Habermas tenta responder essa pergunta a partir de uma ideia de racionalidade baseada em processos dialógicos. A ideia de procedimento é emprestada de Kant. Pense, por exemplo, no tipo de ética implícita nos "Dez Mandamentos". Há duas tábuas com um conteúdo pré-determinado, dado, o qual devemos obedecer. Kant, ao contrário, formula um "procedimento" que não pretende fornecer, de antemão, nenhum conteúdo: "age somente segundo uma máxima tal que possas querer ao mesmo tempo que se torne lei universal". Ou seja, ao agir devemos nos guiar por uma "lei" que possa ser também escolhida por todos.
Habermas modifica esse imperativo a partir dos estudos no campo da linguagem e o reformula em termos de um procedimento discursivo. A fim de saber quais normas são aceitáveis, precisamos seguir um procedimento segundo o qual serão válidas apenas aquelas normas cujas justificativas (isto é, as "razões" pelas quais devemos obedecer) puderem ser aceitas por todos os concernidos, ou seja, todos os afetados pelas normas.
A essa mudança de paradigma no campo da filosofia corresponde também uma mudança no campo da cultura política.

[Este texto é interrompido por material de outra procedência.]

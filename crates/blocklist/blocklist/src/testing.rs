//! Helpers for testing blocklist backends and their callers.

use std::collections::VecDeque;
use std::sync::Arc;
use std::sync::atomic::{AtomicBool, AtomicU64, Ordering};
use std::time::Duration;

use async_trait::async_trait;
use chrono::{DateTime, Utc};
use parking_lot::Mutex;

use mediagate_core::ContentHash;

use crate::backend::BlocklistBackend;
use crate::entry::{BlocklistEntry, InsertOutcome};
use crate::error::BlocklistError;

/// Unique hash per call so suites can share a remote table across runs.
fn fresh_hash(label: &str) -> ContentHash {
    ContentHash::of(format!("{label}:{}", uuid::Uuid::new_v4()).as_bytes())
}

/// Whole-second timestamps, since some backends store epoch seconds.
fn whole_seconds(at: DateTime<Utc>) -> DateTime<Utc> {
    DateTime::from_timestamp(at.timestamp(), 0).unwrap_or(at)
}

/// Run the full blocklist backend conformance test suite.
///
/// # Errors
///
/// Returns an error if a backend call fails. Behavioral mismatches panic.
pub async fn run_blocklist_conformance_tests(
    backend: &dyn BlocklistBackend,
) -> Result<(), BlocklistError> {
    test_get_missing(backend).await?;
    test_insert_if_absent(backend).await?;
    test_expired_entry_replaced(backend).await?;
    test_delete(backend).await?;
    test_concurrent_inserts(backend).await?;
    Ok(())
}

async fn test_get_missing(backend: &dyn BlocklistBackend) -> Result<(), BlocklistError> {
    let hash = fresh_hash("missing");
    assert!(backend.get(&hash).await?.is_none());
    Ok(())
}

async fn test_insert_if_absent(backend: &dyn BlocklistBackend) -> Result<(), BlocklistError> {
    let hash = fresh_hash("insert");
    let now = whole_seconds(Utc::now());
    let first = BlocklistEntry::new(hash.clone(), now, Some(Duration::from_secs(3600)));

    assert_eq!(backend.put_if_absent(&first).await?, InsertOutcome::Inserted);
    assert_eq!(backend.get(&hash).await?, Some(first.clone()));

    let later = now + chrono::Duration::seconds(5);
    let second = BlocklistEntry::new(hash.clone(), later, Some(Duration::from_secs(60)));
    assert_eq!(
        backend.put_if_absent(&second).await?,
        InsertOutcome::AlreadyPresent,
        "a live entry must not be overwritten"
    );
    assert_eq!(
        backend.get(&hash).await?,
        Some(first),
        "original entry is preserved"
    );
    backend.delete(&hash).await?;
    Ok(())
}

async fn test_expired_entry_replaced(
    backend: &dyn BlocklistBackend,
) -> Result<(), BlocklistError> {
    let hash = fresh_hash("expired");
    let now = whole_seconds(Utc::now());
    let old = BlocklistEntry::new(
        hash.clone(),
        now - chrono::Duration::seconds(120),
        Some(Duration::from_secs(60)),
    );
    assert_eq!(backend.put_if_absent(&old).await?, InsertOutcome::Inserted);

    let fresh = BlocklistEntry::new(hash.clone(), now, None);
    assert_eq!(
        backend.put_if_absent(&fresh).await?,
        InsertOutcome::Inserted,
        "an expired entry is replaced"
    );
    assert_eq!(backend.get(&hash).await?, Some(fresh));
    backend.delete(&hash).await?;
    Ok(())
}

async fn test_delete(backend: &dyn BlocklistBackend) -> Result<(), BlocklistError> {
    let hash = fresh_hash("delete");
    let entry = BlocklistEntry::new(hash.clone(), whole_seconds(Utc::now()), None);
    backend.put_if_absent(&entry).await?;

    assert!(backend.delete(&hash).await?, "delete reports an existing entry");
    assert!(backend.get(&hash).await?.is_none());
    assert!(!backend.delete(&hash).await?, "second delete finds nothing");
    Ok(())
}

async fn test_concurrent_inserts(backend: &dyn BlocklistBackend) -> Result<(), BlocklistError> {
    let hash = fresh_hash("concurrent");
    let now = whole_seconds(Utc::now());
    let entry = BlocklistEntry::new(hash.clone(), now, Some(Duration::from_secs(3600)));

    let (a, b, c) = futures::join!(
        backend.put_if_absent(&entry),
        backend.put_if_absent(&entry),
        backend.put_if_absent(&entry),
    );
    let outcomes = [a?, b?, c?];
    let inserted = outcomes
        .iter()
        .filter(|o| **o == InsertOutcome::Inserted)
        .count();
    assert_eq!(inserted, 1, "exactly one writer wins: {outcomes:?}");
    assert!(backend.get(&hash).await?.is_some());
    backend.delete(&hash).await?;
    Ok(())
}

/// Wraps a backend and injects failures on demand.
pub struct FlakyBackend {
    inner: Arc<dyn BlocklistBackend>,
    failures: Mutex<VecDeque<BlocklistError>>,
    stalls: AtomicU64,
    down: AtomicBool,
    calls: AtomicU64,
}

impl FlakyBackend {
    pub fn new(inner: Arc<dyn BlocklistBackend>) -> Self {
        Self {
            inner,
            failures: Mutex::new(VecDeque::new()),
            stalls: AtomicU64::new(0),
            down: AtomicBool::new(false),
            calls: AtomicU64::new(0),
        }
    }

    /// Fail the next `n` calls with `error`.
    pub fn fail_next(&self, n: usize, error: BlocklistError) {
        let mut failures = self.failures.lock();
        failures.extend(std::iter::repeat_n(error, n));
    }

    /// Make the next `n` calls hang forever.
    pub fn stall_next(&self, n: u64) {
        self.stalls.fetch_add(n, Ordering::Relaxed);
    }

    /// While down, every call fails with [`BlocklistError::Unavailable`].
    pub fn set_down(&self, down: bool) {
        self.down.store(down, Ordering::Relaxed);
    }

    /// Number of calls received so far.
    pub fn calls(&self) -> u64 {
        self.calls.load(Ordering::Relaxed)
    }

    async fn before_call(&self) -> Result<(), BlocklistError> {
        self.calls.fetch_add(1, Ordering::Relaxed);
        if self.down.load(Ordering::Relaxed) {
            return Err(BlocklistError::Unavailable("backend down".into()));
        }
        let stalled = self
            .stalls
            .fetch_update(Ordering::Relaxed, Ordering::Relaxed, |n| n.checked_sub(1))
            .is_ok();
        if stalled {
            std::future::pending::<()>().await;
        }
        let injected = self.failures.lock().pop_front();
        match injected {
            Some(err) => Err(err),
            None => Ok(()),
        }
    }
}

#[async_trait]
impl BlocklistBackend for FlakyBackend {
    async fn put_if_absent(&self, entry: &BlocklistEntry) -> Result<InsertOutcome, BlocklistError> {
        self.before_call().await?;
        self.inner.put_if_absent(entry).await
    }

    async fn get(&self, hash: &ContentHash) -> Result<Option<BlocklistEntry>, BlocklistError> {
        self.before_call().await?;
        self.inner.get(hash).await
    }

    async fn delete(&self, hash: &ContentHash) -> Result<bool, BlocklistError> {
        self.before_call().await?;
        self.inner.delete(hash).await
    }
}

Como afirma Taylor, isso ocorre através de uma "Renascença do Diálogo". Ainda segundo ele: "O feminismo, o multiculturalismo, o movimento gay e, não menos importante, os conflitos sobre identidade e reconhecimento mostram como concepções tradicionais de sociedade e política estão baseadas na exclusão tácita de minorias". Partindo desse diagnóstico, a teoria de Habermas busca oferecer uma maior abertura e inclusão de diferentes concepções de vida boa, visões de mundo etc. Em resumo, como as normas estão abertas àquele procedimento de justificação a partir da deliberação, é possível em tese levar em conta as diferenças. Algo que seria impossível caso estivéssemos presos ainda a uma concepção específica e unívoca de natureza humana.

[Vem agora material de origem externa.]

use std::sync::Arc;

use mediagate_blocklist::BlocklistBackend;
use mediagate_blocklist_memory::MemoryBlocklistBackend;
use mediagate_gateway::GatewayError;
use mediagate_ledger::LedgerStore;
use mediagate_ledger_memory::MemoryLedgerStore;
use mediagate_ledger_sqlite::{SqliteLedgerConfig, SqliteLedgerStore};

/// Which ledger store the simulation runs against.
#[derive(Debug, Clone, Default)]
pub enum LedgerKind {
    #[default]
    Memory,
    /// SQLite database at the given URL, e.g. `sqlite://ledger.db`.
    Sqlite(String),
}

/// Which shared blocklist backend the simulation runs against.
#[derive(Debug, Clone, Default)]
pub enum BlocklistKind {
    #[default]
    Memory,
    /// `DynamoDB` (or `DynamoDB` Local) table; created if missing.
    #[cfg(feature = "dynamodb")]
    DynamoDb(mediagate_blocklist_dynamodb::DynamoConfig),
}

impl LedgerKind {
    pub async fn connect(&self) -> Result<Arc<dyn LedgerStore>, GatewayError> {
        match self {
            Self::Memory => Ok(Arc::new(MemoryLedgerStore::new())),
            Self::Sqlite(url) => {
                let store = SqliteLedgerStore::new(&SqliteLedgerConfig::new(url.clone())).await?;
                Ok(Arc::new(store))
            }
        }
    }
}

impl BlocklistKind {
    pub async fn connect(&self) -> Result<Arc<dyn BlocklistBackend>, GatewayError> {
        match self {
            Self::Memory => Ok(Arc::new(MemoryBlocklistBackend::new())),
            #[cfg(feature = "dynamodb")]
            Self::DynamoDb(config) => {
                let backend = mediagate_blocklist_dynamodb::DynamoBlocklistBackend::new(config).await;
                mediagate_blocklist_dynamodb::create_table(backend.client(), &config.table_name)
                    .await?;
                Ok(Arc::new(backend))
            }
        }
    }
}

Apesar de ambicioso, o projeto habermasiano é hoje um grande plano executado por uma imensa "força-tarefa" envolvendo grupos de pesquisa em todo o mundo, abrangendo áreas que vão da sociologia à política, passando pelo direito. Talvez não vejamos mais surgirem figuras com a mesma dimensão e importância de Habermas por aí. Segundo a professora Nancy Fraser, aqui da New School, a obra de Habermas é uma espécie de "one-man show". Daqui por diante teremos sim diversos grupos e coletividades de intelectuais dando continuidade a não uma, mas várias teorias críticas.